Configuration BioNLP F1 Irma17 F1 Description
HAMR (Full) 72.7 73.4 Complete model
w/o Resampling 71.4 72.1 Removed neighborhood resampling
w/o Meta-Weight 70.9 71.8 Removed adaptive weighting
w/o Neighborhood Boost 71.8 72.5 Removed KNN neighborhood boost

Key Findings

  • HAMR achieves the best Macro-F1 across all 6 datasets, with the largest advantage (+1.9 pp) on the highly imbalanced Cyclone-Idai19 dataset (\(IR=98.4\)).
  • Both modules contribute synergistically; removing either leads to performance degradation, though meta-weighting contributes slightly more than resampling.
  • Neighborhood enhancement provides a consistent marginal gain (+0.6–0.9 pp), proving the value of diffusing difficulty from single points to regions.

Highlights & Insights

  • The "try-before-you-act" strategy of bi-level meta-optimization is elegant—pre-meta weights act as a "draft," and feedback from the meta-validation set allows the weight network to learn which weight distributions truly favor generalization.
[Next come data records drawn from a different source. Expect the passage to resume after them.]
#![forbid(unsafe_code)]

//! Thresholds and timeouts for long-press recognition.

use core::fmt;

use web_time::Duration;

/// Default hold duration before a long press fires.
pub const DEFAULT_HOLD_DURATION: Duration = Duration::from_millis(500);
/// Default horizontal movement tolerance in pixels.
pub const DEFAULT_MOVEMENT_THRESHOLD_PX: f64 = 20.0;
/// Default multiplier applied to the movement threshold on the vertical axis.
pub const DEFAULT_VERTICAL_THRESHOLD_MULTIPLIER: f64 = 2.0;
/// Default velocity above which the pointer is considered scrolling.
pub const DEFAULT_VELOCITY_THRESHOLD_PX_PER_MS: f64 = 0.5;
/// Default delay before the hold timer is armed.
pub const DEFAULT_COMMIT_DELAY: Duration = Duration::from_millis(100);
/// Default delay before a scroll flag is cleared.
pub const DEFAULT_SCROLL_RESET_DELAY: Duration = Duration::from_millis(100);
/// Upper bound accepted for any single delay.
pub const MAX_DELAY: Duration = Duration::from_secs(24 * 60 * 60);

/// Immutable per-engine configuration.
#[derive(Debug, Clone, Copy, PartialEq)]
pub struct LongPressConfig {
    /// Stationary hold required after the commit delay (default: 500ms).
    pub hold_duration: Duration,
    /// Horizontal displacement tolerance in pixels (default: 20).
    pub movement_threshold_px: f64,
    /// Vertical tolerance is `movement_threshold_px * vertical_threshold_multiplier`
    /// (default: 2, i.e. 40px).
    pub vertical_threshold_multiplier: f64,
    /// Pointer speed, px/ms, above which the interaction is a scroll (default: 0.5).
    pub velocity_threshold_px_per_ms: f64,
    /// Delay before the hold timer is armed (default: 100ms).
    pub commit_delay: Duration,
    /// Delay before the scrolling flag clears after a cancel or page scroll (default: 100ms).
    pub scroll_reset_delay: Duration,
}

impl Default for LongPressConfig {
    fn default() -> Self {
        Self {
            hold_duration: DEFAULT_HOLD_DURATION,
            movement_threshold_px: DEFAULT_MOVEMENT_THRESHOLD_PX,
            vertical_threshold_multiplier: DEFAULT_VERTICAL_THRESHOLD_MULTIPLIER,
            velocity_threshold_px_per_ms: DEFAULT_VELOCITY_THRESHOLD_PX_PER_MS,
            commit_delay: DEFAULT_COMMIT_DELAY,
            scroll_reset_delay: DEFAULT_SCROLL_RESET_DELAY,
        }
    }
}

impl LongPressConfig {
    #[must_use]
    pub const fn with_hold_duration(mut self, hold_duration: Duration) -> Self {
        self.hold_duration = hold_duration;
        self
    }

    #[must_use]
    pub const fn with_movement_threshold_px(mut self, px: f64) -> Self {
        self.movement_threshold_px = px;
        self
    }

    #[must_use]
    pub const fn with_vertical_threshold_multiplier(mut self, multiplier: f64) -> Self {
        self.vertical_threshold_multiplier = multiplier;
        self
    }

    #[must_use]
    pub const fn with_velocity_threshold_px_per_ms(mut self, px_per_ms: f64) -> Self {
        self.velocity_threshold_px_per_ms = px_per_ms;
        self
    }

    #[must_use]
    pub const fn with_commit_delay(mut self, commit_delay: Duration) -> Self {
        self.commit_delay = commit_delay;
        self
    }

    #[must_use]
    pub const fn with_scroll_reset_delay(mut self, delay: Duration) -> Self {
        self.scroll_reset_delay = delay;
        self
    }

    /// Effective vertical displacement tolerance in pixels.
    #[inline]
    #[must_use]
    pub fn vertical_threshold_px(&self) -> f64 {
        self.movement_threshold_px * self.vertical_threshold_multiplier
    }

    /// Time from `start` until the long press can fire.
    #[inline]
    #[must_use]
    pub fn time_to_trigger(&self) -> Duration {
        self.commit_delay.saturating_add(self.hold_duration)
    }

    /// Check that every field is usable.
    ///
    /// Zero commit and scroll-reset delays are accepted; those timers fire on
    /// the next tick.
    pub fn validate(&self) -> Result<(), ConfigError> {
        if self.hold_duration.is_zero() {
            return Err(ConfigError::ZeroHoldDuration);
        }
        for (field, delay) in [
            ("hold_duration", self.hold_duration),
            ("commit_delay", self.commit_delay),
            ("scroll_reset_delay", self.scroll_reset_delay),
        ] {
            if delay > MAX_DELAY {
                return Err(ConfigError::DelayTooLarge { field, delay });
            }
        }
        if !self.movement_threshold_px.is_finite() || self.movement_threshold_px < 0.0 {
            return Err(ConfigError::InvalidThreshold {
                field: "movement_threshold_px",
                value: self.movement_threshold_px,
            });
        }
        if !self.vertical_threshold_multiplier.is_finite()
            || self.vertical_threshold_multiplier <= 0.0
        {
            return Err(ConfigError::InvalidThreshold {
                field: "vertical_threshold_multiplier",
                value: self.vertical_threshold_multiplier,
            });
        }
        if !self.velocity_threshold_px_per_ms.is_finite() || self.velocity_threshold_px_per_ms <= 0.0
        {
            return Err(ConfigError::InvalidThreshold {
                field: "velocity_threshold_px_per_ms",
                value: self.velocity_threshold_px_per_ms,
            });
        }
        Ok(())
    }
}

/// Rejected configuration.
#[derive(Debug, Clone, Copy, PartialEq)]
pub enum ConfigError {
    ZeroHoldDuration,
    DelayTooLarge { field: &'static str, delay: Duration },
    InvalidThreshold { field: &'static str, value: f64 },
}

impl fmt::Display for ConfigError {
    fn fmt(&self, f: &mut fmt::Formatter<'_>) -> fmt::Result {
        match self {
            Self::ZeroHoldDuration => f.write_str("hold duration must be > 0"),
            Self::DelayTooLarge { field, delay } => {
                write!(f, "{field} must be at most {MAX_DELAY:?} (got {delay:?})")
            }
            Self::InvalidThreshold { field, value } if *field == "movement_threshold_px" => {
                write!(f, "{field} must be a finite, non-negative number (got {value})")
            }
            Self::InvalidThreshold { field, value } => {
                write!(f, "{field} must be a finite, positive number (got {value})")
            }
        }
    }
}

impl std::error::Error for ConfigError {}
This concept is transferable to any scenario requiring dynamic training priority adjustment.
  • The neighborhood-enhanced resampling approach is unique—treating hard samples as "seeds" and diffusing difficulty signals through semantic neighborhoods is more robust than focusing on isolated hard samples.
  • The unified framework design decouples "what to focus on" (weights determine how to learn) and "what to see" (resampling determines what to learn from).

Limitations & Future Work

  • Reliance on FAISS for KNN may present computational bottlenecks for extremely large datasets.
  • Construction of the meta-validation set relies on assumptions regarding reasonable class distributions.
  • Validated only on BERT-based encoders; applicability in the LLM era remains unknown.
  • Integration with synthetic data augmentation methods has not been explored.
  • vs Focal Loss/Dice Loss: Static heuristics do not distinguish instance difficulty; HAMR dynamically learns instance weights.
  • vs Meta-Weight-Net: Similar meta-learning frameworks lack neighborhood resampling; HAMR adds region-level training distribution adjustments.
  • vs SMOTE: Instead of synthesizing new samples, HAMR dynamically adjusts existing sample weights and frequencies, making it more lightweight and free from generation noise.

Rating

  • Novelty: ⭐⭐⭐⭐ The combination of bi-level meta-optimization and neighborhood resampling is novel, though individual components have precedents.
  • Experimental Thoroughness: ⭐⭐⭐⭐ Covering 6 datasets across 2 tasks with detailed ablation, though more comparisons with recent methods could be included.
  • Writing Quality: ⭐⭐⭐⭐ Method is clear, and the algorithmic pseudocode is complete.
  • Value: ⭐⭐⭐⭐ Provides a general and effective solution for class imbalance in NLP.